The ugali is cooked by boiling the maize flour in water or milk till it becomes almost dough-like. If maize is unavailable, millet, sorghum or cassava are sometimes used. I found the ugali to be somewhat similar to the Indian Apam or Sanna or Idli that are made from rice and other flours.
You eat ugali by making a small ball of it with your fingers, then making a depression in it with your thumb and using that to scoop up your meats and vegetables.
It’s believed that before the 19th century, sorghum and millet were staple grains in Kenya. So how did Ugali come to Kenya? The Portuguese traders brought maize aka corn to Kenya in the 19th century and grew it as an export crop. The locals found it similar to sorghum and adapted it into their cooking, creating this popular African food dish called Ugali.

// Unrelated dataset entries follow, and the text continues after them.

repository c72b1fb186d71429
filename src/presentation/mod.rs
//! Presentation Layer
//!
//! HTTP routes and WebSocket gateway handlers.

pub mod http;
pub mod middleware;
pub mod websocket;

I am not a very big fan of Ugali, as I found it quite heavy and filling. But there is one version of it that I absolutely love, and that is the Ugali fries. This crispy treat is quite tasty and can be had as a snack, not just as a meal.
5. Zaalouk in Morocco
Zaalouk is an amazing salad dish that hails from Morocco. This aromatic Moroccan salad is made with eggplant (or aubergine), tomatoes, garlic, plenty of olive oil and spices including cumin, paprika, salt, and coriander.
During our stay in Morocco, we were served Zaalouk as a small side dish in accompaniment with our reliably provided bread and tajine, but we easily could have had it as our main course. It was that delicious.
While it’s history is relatively unknown, Zaalouk varies in ingredients and preparation depending on the region. While the spice amount undoubtedly makes a difference, it’s how the eggplant is cooked that alters the taste of Zaalouk the most. We’ve been told you can grill it, fry it, boil it or smoke it. Whichever way is chosen, the eggplant is then mixed in with the tomatoes, spices, and oil to produce an incredibly mouth-watering dish that bears a flavor similar to chili or ratatouille.
When in Morocco, we highly recommend trying Zaalouk more than once so you can experience the different taste varieties of this delicious Moroccon salad. Our favorite Zaaolouk was at the YA HALA restaurant in Meknes, if you happen to make a trip to this imperial city.
6. Injera in Ethiopia
One of the perks of traveling to Ethiopia is trying local food. It really has a unique flavor which you will hardly encounter anywhere else. The most common food is injera.
Injera is ever present on the tables of Ethiopia. This spongy sour bread is made with teff flour, which is highly nutritious, and it is therefore considered a superfood. The typical meal in Ethiopia sees a massive tray placed at the center of the table and shared among various guests. Injera is laid on the tray, with a variety of toppings on it. You won’t be handed forks or spoons but are expected to scoop the food up with a piece of injera.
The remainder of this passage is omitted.